[Stored data entries]
*** Block opens ***
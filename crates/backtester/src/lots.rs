// Copyright 2025 itscheems
//
// Licensed under the Apache License, Version 2.0 (the "License");
// you may not use this file except in compliance with the License.
// You may obtain a copy of the License at
//
//     http://www.apache.org/licenses/LICENSE-2.0
//
// Unless required by applicable law or agreed to in writing, software
// distributed under the License is distributed on an "AS IS" BASIS,
// WITHOUT WARRANTIES OR CONDITIONS OF ANY KIND, either express or implied.
// See the License for the specific language governing permissions and
// limitations under the License.

//! FIFO lot-matching policy (§4.7.1), resolving Open Question 1.
//!
//! Each symbol owns an ordered queue of open lots. A fill first
//! consumes/reduces opposite-direction lots oldest-first, realizing a
//! `CompletedTrade` for every unit closed; any leftover quantity opens a
//! new lot at the back of the queue.

use std::collections::{HashMap, VecDeque};

use replay_core::{Direction, Symbol, Timestamp};

/// Smallest quantity treated as non-zero; guards against float residue
/// leaving a fully-closed lot sitting in the queue forever.
const EPSILON: f64 = 1e-9;

#[derive(Debug, Clone)]
struct Lot {
	entry_price: f64,
	entry_time: Timestamp,
	quantity: f64,
	direction: Direction,
}

/// A trade realized by an opposite-direction fill closing (fully or
/// partially) a previously open lot.
#[derive(Debug, Clone, PartialEq)]
pub struct CompletedTrade {
	pub symbol: Symbol,
	pub direction: Direction,
	pub quantity: f64,
	pub entry_price: f64,
	pub exit_price: f64,
	pub entry_time: Timestamp,
	pub exit_time: Timestamp,
	pub commission: f64,
}

impl CompletedTrade {
	/// Realized profit/loss for this closed quantity, net of the
	/// commission apportioned to it.
	pub fn pnl(&self) -> f64 {
		(self.exit_price - self.entry_price) * self.direction.sign() * self.quantity - self.commission
	}
}

/// Per-symbol FIFO lot books, producing a `CompletedTrade` ledger as
/// fills are applied.
#[derive(Debug, Default)]
pub struct LotMatcher {
	books: HashMap<Symbol, VecDeque<Lot>>,
}

impl LotMatcher {
	pub fn new() -> Self {
		Self::default()
	}

	/// Applies one fill: closes opposite-direction lots oldest-first,
	/// then opens a new lot with whatever quantity remains. `commission`
	/// is apportioned across closed trades and the residual new lot in
	/// proportion to the quantity each consumes.
	pub fn apply_fill(
		&mut self,
		symbol: impl Into<Symbol>,
		direction: Direction,
		quantity: f64,
		price: f64,
		commission: f64,
		timestamp: Timestamp,
	) -> Vec<CompletedTrade> {
		let symbol = symbol.into();
		let total_quantity = quantity;
		let mut remaining = quantity;
		let mut completed = Vec::new();
		let book = self.books.entry(symbol.clone()).or_default();

		while remaining > EPSILON {
			let opposes = matches!(book.front(), Some(lot) if lot.direction != direction);
			if !opposes {
				break;
			}
			let lot = book.front_mut().unwrap();
			let matched = remaining.min(lot.quantity);
			let apportioned_commission = commission * (matched / total_quantity);
			completed.push(CompletedTrade {
				symbol: symbol.clone(),
				direction: lot.direction,
				quantity: matched,
				entry_price: lot.entry_price,
				exit_price: price,
				entry_time: lot.entry_time,
				exit_time: timestamp,
				commission: apportioned_commission,
			});
			lot.quantity -= matched;
			remaining -= matched;
			if lot.quantity <= EPSILON {
				book.pop_front();
			}
		}

		if remaining > EPSILON {
			book.push_back(Lot { entry_price: price, entry_time: timestamp, quantity: remaining, direction });
		}

		completed
	}

	/// Open lots remaining for a symbol, oldest first (for diagnostics).
	pub fn open_lots(&self, symbol: &str) -> usize {
		self.books.get(symbol).map(VecDeque::len).unwrap_or(0)
	}
}
// Copyright 2025 itscheems
//
// Licensed under the Apache License, Version 2.0 (the "License");
// you may not use this file except in compliance with the License.
// You may obtain a copy of the License at
//
//     http://www.apache.org/licenses/LICENSE-2.0
//
// Unless required by applicable law or agreed to in writing, software
// distributed under the License is distributed on an "AS IS" BASIS,
// WITHOUT WARRANTIES OR CONDITIONS OF ANY KIND, either express or implied.
// See the License for the specific language governing permissions and
// limitations under the License.

//! Replay Controller - time-paced iteration over tabular market data
//!
//! Streams rows from one ([`ReplayController`]) or several
//! ([`MultiReplayController`]) time-ordered sources under a configurable
//! pacing policy, invoking registered callbacks per row. Has no notion of
//! the typed `Event` model or event dispatch; that is the engine crate's
//! job. A single worker thread per controller, a `std::sync::Mutex`-guarded
//! state struct, and a `Condvar`-based "go" signal for pause/resume, in the
//! shape of the matching engine's single-threaded core loop.

pub mod config;
pub mod controller;
pub mod error;
pub mod multi;
pub mod pacing;
pub mod source;
pub mod status;

pub use config::{MultiReplayConfig, ReplayConfig};
pub use controller::{Callback, CallbackId, ReplayController};
pub use error::ReplayError;
pub use multi::MultiReplayController;
pub use pacing::ReplayMode;
pub use source::{InMemoryTable, TabularSource};
pub use status::ReplayStatus;
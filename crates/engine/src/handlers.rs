// Copyright 2025 itscheems
//
// Licensed under the Apache License, Version 2.0 (the "License");
// you may not use this file except in compliance with the License.
// You may obtain a copy of the License at
//
//     http://www.apache.org/licenses/LICENSE-2.0
//
// Unless required by applicable law or agreed to in writing, software
// distributed under the License is distributed on an "AS IS" BASIS,
// WITHOUT WARRANTIES OR CONDITIONS OF ANY KIND, either express or implied.
// See the License for the specific language governing permissions and
// limitations under the License.

use std::collections::HashMap;
use std::sync::Mutex;

use replay_core::{Event, EventType};

pub type HandlerId = u64;
pub type Handler = Box<dyn FnMut(&Event) + Send>;

struct Inner {
	by_type: HashMap<EventType, Vec<(HandlerId, Handler)>>,
	wildcard: Vec<(HandlerId, Handler)>,
	next_id: HandlerId,
}

/// `event_type → ordered handler list`, plus a wildcard bucket keyed by
/// `"*"` that receives every event (§3.3).
///
/// Rust closures carry no runtime identity, so the source's "registering
/// the same function object twice is a no-op" dedup rule has no faithful
/// equivalent here: every `register` call gets a fresh id. Callers that
/// want idempotent registration should hold onto the returned id and call
/// `unregister` themselves before re-registering.
pub struct HandlerTable(Mutex<Inner>);

impl Default for HandlerTable {
	fn default() -> Self {
		Self::new()
	}
}

impl HandlerTable {
	pub fn new() -> Self {
		Self(Mutex::new(Inner { by_type: HashMap::new(), wildcard: Vec::new(), next_id: 0 }))
	}

	pub fn register(&self, event_type: EventType, handler: Handler) -> HandlerId {
		let mut inner = self.0.lock().unwrap();
		let id = inner.next_id;
		inner.next_id += 1;
		inner.by_type.entry(event_type).or_default().push((id, handler));
		id
	}

	pub fn register_wildcard(&self, handler: Handler) -> HandlerId {
		let mut inner = self.0.lock().unwrap();
		let id = inner.next_id;
		inner.next_id += 1;
		inner.wildcard.push((id, handler));
		id
	}

	pub fn unregister(&self, id: HandlerId) -> bool {
		let mut inner = self.0.lock().unwrap();
		let mut removed = false;
		for list in inner.by_type.values_mut() {
			let before = list.len();
			list.retain(|(hid, _)| *hid != id);
			removed |= list.len() != before;
		}
		let before = inner.wildcard.len();
		inner.wildcard.retain(|(hid, _)| *hid != id);
		removed |= inner.wildcard.len() != before;
		removed
	}

	/// Dispatches `event` to its type-specific handlers, then the wildcard
	/// handlers, in that order (§4.5). The two lists are swapped out of the
	/// lock for the duration of dispatch so it is never held across user
	/// code. Returns the ids of handlers that panicked.
	pub fn dispatch(&self, event: &Event) -> Vec<HandlerId> {
		let event_type = event.event_type();
		let (mut typed, mut wildcard) = {
			let mut inner = self.0.lock().unwrap();
			let typed = inner.by_type.get_mut(&event_type).map(std::mem::take).unwrap_or_default();
			let wildcard = std::mem::take(&mut inner.wildcard);
			(typed, wildcard)
		};

		let mut failed = Vec::new();
		for (id, handler) in typed.iter_mut().chain(wildcard.iter_mut()) {
			let result = std::panic::catch_unwind(std::panic::AssertUnwindSafe(|| handler(event)));
			if result.is_err() {
				failed.push(*id);
			}
		}

		let mut inner = self.0.lock().unwrap();
		if !typed.is_empty() {
			inner.by_type.entry(event_type).or_default().extend(typed);
		}
		inner.wildcard.extend(wildcard);
		failed
	}

	pub fn handler_count(&self, event_type: EventType) -> usize {
		let inner = self.0.lock().unwrap();
		inner.by_type.get(&event_type).map(|v| v.len()).unwrap_or(0)
	}

	pub fn wildcard_count(&self) -> usize {
		self.0.lock().unwrap().wildcard.len()
	}
}
// Copyright 2025 itscheems
//
// Licensed under the Apache License, Version 2.0 (the "License");
// you may not use this file except in compliance with the License.
// You may obtain a copy of the License at
//
//     http://www.apache.org/licenses/LICENSE-2.0
//
// Unless required by applicable law or agreed to in writing, software
// distributed under the License is distributed on an "AS IS" BASIS,
// WITHOUT WARRANTIES OR CONDITIONS OF ANY KIND, either express or implied.
// See the License for the specific language governing permissions and
// limitations under the License.

use thiserror::Error;

use crate::status::EngineStatus;

#[derive(Debug, Error)]
pub enum EngineError {
	#[error("invalid state transition: {op} not allowed while {current:?}")]
	InvalidTransition { op: &'static str, current: EngineStatus },

	#[error("event type must be non-empty")]
	EmptyEventType,

	#[error("queue capacity must be > 0")]
	InvalidQueueCapacity,

	#[error("dispatch_batch_size must be in 1..=1000")]
	InvalidDispatchBatchSize,

	#[error("worker join timed out after {0:?}")]
	JoinTimeout(std::time::Duration),

	#[error("config error: {0}")]
	Config(#[from] config::ConfigError),
}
*** Block closes ***
Task item. In the data above, start at the line that has "every event (§3.3).", stop after the line that has "let mut removed = false;", and print every line in between exactly as it stands.

Response to the task.
/// `"*"` that receives every event (§3.3).
///
/// Rust closures carry no runtime identity, so the source's "registering
/// the same function object twice is a no-op" dedup rule has no faithful
/// equivalent here: every `register` call gets a fresh id. Callers that
/// want idempotent registration should hold onto the returned id and call
/// `unregister` themselves before re-registering.
pub struct HandlerTable(Mutex<Inner>);

impl Default for HandlerTable {
	fn default() -> Self {
		Self::new()
	}
}

impl HandlerTable {
	pub fn new() -> Self {
		Self(Mutex::new(Inner { by_type: HashMap::new(), wildcard: Vec::new(), next_id: 0 }))
	}

	pub fn register(&self, event_type: EventType, handler: Handler) -> HandlerId {
		let mut inner = self.0.lock().unwrap();
		let id = inner.next_id;
		inner.next_id += 1;
		inner.by_type.entry(event_type).or_default().push((id, handler));
		id
	}

	pub fn register_wildcard(&self, handler: Handler) -> HandlerId {
		let mut inner = self.0.lock().unwrap();
		let id = inner.next_id;
		inner.next_id += 1;
		inner.wildcard.push((id, handler));
		id
	}

	pub fn unregister(&self, id: HandlerId) -> bool {
		let mut inner = self.0.lock().unwrap();
		let mut removed = false;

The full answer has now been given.